Your objective | The answer must be a single number: how many lines of the records below contain "long".

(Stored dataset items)
-- Opening Marker --

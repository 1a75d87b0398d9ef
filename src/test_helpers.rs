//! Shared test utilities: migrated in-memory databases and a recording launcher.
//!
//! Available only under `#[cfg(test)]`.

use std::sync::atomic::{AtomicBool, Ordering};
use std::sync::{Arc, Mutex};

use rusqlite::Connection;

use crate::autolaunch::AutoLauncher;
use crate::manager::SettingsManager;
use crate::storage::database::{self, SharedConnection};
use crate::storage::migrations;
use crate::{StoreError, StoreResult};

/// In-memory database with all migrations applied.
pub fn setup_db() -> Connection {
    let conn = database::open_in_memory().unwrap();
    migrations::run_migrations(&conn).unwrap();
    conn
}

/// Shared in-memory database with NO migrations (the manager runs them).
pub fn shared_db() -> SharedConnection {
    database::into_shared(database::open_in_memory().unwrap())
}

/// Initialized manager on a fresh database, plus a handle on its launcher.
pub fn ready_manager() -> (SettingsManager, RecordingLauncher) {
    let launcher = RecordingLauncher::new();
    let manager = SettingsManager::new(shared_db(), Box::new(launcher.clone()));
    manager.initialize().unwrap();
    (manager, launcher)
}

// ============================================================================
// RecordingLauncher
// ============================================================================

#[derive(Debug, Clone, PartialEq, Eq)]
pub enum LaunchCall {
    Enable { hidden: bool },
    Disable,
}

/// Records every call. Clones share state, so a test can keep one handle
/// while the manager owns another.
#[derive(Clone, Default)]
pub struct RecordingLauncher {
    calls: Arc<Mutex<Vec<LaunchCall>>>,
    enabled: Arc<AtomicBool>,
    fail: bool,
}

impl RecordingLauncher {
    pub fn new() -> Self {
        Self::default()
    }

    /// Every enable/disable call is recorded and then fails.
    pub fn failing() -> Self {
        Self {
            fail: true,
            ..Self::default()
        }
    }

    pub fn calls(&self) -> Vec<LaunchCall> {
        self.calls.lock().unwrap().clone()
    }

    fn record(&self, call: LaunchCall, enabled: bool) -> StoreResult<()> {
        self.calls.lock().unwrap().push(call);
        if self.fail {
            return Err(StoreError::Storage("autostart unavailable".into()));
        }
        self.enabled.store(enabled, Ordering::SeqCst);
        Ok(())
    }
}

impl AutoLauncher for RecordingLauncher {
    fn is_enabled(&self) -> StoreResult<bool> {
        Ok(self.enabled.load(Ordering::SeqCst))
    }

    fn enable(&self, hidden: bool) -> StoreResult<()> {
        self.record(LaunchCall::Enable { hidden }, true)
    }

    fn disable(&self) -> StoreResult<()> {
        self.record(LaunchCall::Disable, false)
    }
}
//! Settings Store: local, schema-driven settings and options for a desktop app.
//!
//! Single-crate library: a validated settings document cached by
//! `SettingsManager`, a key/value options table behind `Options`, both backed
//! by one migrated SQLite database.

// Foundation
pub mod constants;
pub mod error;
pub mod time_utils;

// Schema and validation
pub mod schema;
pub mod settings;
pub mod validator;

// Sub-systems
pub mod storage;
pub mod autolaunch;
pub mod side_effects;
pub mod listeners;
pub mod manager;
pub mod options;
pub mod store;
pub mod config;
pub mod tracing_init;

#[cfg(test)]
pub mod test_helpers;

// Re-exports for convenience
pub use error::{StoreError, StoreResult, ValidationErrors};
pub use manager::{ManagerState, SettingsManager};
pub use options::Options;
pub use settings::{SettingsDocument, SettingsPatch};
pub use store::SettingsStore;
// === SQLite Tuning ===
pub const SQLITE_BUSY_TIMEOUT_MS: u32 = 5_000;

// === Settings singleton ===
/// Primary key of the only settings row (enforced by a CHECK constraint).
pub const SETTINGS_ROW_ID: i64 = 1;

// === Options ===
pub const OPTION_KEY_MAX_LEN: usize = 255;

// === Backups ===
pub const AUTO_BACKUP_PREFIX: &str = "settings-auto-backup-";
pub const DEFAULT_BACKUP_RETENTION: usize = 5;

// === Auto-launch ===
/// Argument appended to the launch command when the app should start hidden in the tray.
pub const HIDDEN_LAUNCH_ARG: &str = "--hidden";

-- Closing Marker --
-- Opening Marker --

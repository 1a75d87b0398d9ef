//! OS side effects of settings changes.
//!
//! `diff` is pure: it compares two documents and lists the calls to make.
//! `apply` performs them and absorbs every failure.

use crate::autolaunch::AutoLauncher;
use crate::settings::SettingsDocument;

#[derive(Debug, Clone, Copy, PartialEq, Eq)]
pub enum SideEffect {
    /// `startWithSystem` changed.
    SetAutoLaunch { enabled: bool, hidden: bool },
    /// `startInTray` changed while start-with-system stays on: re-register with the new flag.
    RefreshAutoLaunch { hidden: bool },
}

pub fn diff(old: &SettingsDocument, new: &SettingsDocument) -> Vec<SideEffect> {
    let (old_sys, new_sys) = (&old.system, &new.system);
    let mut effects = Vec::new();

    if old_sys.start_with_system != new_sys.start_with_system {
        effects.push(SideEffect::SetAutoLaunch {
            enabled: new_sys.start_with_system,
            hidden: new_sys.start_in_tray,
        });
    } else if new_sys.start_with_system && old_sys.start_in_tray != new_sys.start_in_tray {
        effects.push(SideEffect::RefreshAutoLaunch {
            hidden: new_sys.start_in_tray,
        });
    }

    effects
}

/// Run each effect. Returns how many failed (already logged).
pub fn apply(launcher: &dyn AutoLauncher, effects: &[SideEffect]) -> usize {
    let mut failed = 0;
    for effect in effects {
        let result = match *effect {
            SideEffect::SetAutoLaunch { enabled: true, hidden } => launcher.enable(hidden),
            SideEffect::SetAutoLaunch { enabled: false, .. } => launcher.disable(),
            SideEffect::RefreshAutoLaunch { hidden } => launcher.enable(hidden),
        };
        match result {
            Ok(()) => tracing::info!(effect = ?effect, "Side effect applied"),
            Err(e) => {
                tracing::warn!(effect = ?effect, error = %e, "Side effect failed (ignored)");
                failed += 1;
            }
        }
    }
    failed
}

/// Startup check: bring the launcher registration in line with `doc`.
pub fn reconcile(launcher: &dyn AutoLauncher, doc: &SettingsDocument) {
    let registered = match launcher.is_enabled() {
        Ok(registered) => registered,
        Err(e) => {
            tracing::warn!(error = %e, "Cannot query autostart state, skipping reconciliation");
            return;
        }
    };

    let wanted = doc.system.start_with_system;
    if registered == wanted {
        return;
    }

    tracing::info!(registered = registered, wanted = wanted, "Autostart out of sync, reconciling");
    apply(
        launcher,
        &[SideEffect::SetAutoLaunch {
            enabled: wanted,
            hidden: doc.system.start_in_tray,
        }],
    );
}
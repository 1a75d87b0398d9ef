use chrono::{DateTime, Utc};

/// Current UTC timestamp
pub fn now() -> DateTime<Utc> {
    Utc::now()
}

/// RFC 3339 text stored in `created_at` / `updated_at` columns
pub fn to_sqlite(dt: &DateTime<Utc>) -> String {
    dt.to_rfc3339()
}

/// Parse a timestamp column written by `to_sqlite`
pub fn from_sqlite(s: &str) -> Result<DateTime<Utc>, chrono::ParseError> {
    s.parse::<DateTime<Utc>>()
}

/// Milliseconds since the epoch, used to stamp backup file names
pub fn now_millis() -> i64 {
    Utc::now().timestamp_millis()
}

-- Closing Marker --
-- Opening Marker --

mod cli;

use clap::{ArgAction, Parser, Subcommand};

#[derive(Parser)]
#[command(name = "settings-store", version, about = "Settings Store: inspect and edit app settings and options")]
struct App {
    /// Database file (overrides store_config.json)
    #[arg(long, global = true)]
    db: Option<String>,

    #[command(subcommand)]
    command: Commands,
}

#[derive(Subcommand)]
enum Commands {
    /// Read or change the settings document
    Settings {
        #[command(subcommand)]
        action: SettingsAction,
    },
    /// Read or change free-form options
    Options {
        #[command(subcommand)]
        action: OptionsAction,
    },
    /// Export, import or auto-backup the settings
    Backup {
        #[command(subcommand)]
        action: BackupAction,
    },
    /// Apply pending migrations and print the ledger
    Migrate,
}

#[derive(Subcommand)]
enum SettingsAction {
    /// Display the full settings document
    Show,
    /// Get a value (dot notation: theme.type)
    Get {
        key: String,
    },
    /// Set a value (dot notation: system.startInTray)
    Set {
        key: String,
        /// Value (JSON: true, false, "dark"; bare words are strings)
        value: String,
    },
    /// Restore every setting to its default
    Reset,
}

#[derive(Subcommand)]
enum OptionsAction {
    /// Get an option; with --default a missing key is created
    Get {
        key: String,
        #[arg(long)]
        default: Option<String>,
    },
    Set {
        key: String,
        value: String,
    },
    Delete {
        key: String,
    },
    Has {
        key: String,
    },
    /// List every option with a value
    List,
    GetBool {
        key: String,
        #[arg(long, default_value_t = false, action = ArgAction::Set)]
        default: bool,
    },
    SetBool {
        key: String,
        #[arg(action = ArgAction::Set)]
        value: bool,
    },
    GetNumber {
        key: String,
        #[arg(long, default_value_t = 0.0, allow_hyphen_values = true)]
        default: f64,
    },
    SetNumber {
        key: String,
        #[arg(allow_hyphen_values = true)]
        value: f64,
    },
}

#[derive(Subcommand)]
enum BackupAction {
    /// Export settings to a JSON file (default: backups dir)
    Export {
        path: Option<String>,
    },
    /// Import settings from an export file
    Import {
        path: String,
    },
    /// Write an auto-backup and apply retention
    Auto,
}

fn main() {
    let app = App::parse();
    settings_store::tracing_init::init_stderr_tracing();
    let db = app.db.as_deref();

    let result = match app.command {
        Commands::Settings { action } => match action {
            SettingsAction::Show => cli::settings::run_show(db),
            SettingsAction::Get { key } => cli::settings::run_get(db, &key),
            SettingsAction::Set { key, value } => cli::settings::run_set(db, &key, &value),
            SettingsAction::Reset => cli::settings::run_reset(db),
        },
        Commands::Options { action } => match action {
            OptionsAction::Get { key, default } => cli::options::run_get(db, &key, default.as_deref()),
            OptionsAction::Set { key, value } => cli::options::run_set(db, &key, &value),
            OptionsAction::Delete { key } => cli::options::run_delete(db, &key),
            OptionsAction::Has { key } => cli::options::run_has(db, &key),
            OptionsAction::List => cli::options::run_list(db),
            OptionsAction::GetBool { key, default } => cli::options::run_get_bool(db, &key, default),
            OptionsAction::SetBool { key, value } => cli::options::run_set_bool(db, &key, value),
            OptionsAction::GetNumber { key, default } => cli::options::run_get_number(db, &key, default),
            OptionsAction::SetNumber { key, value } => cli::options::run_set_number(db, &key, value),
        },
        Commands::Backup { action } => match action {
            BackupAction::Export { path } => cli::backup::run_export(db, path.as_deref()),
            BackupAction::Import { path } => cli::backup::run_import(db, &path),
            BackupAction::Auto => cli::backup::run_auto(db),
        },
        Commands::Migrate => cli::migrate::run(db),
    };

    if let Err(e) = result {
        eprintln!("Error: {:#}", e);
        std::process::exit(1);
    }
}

-- Closing Marker --

Answer to the exercise | 4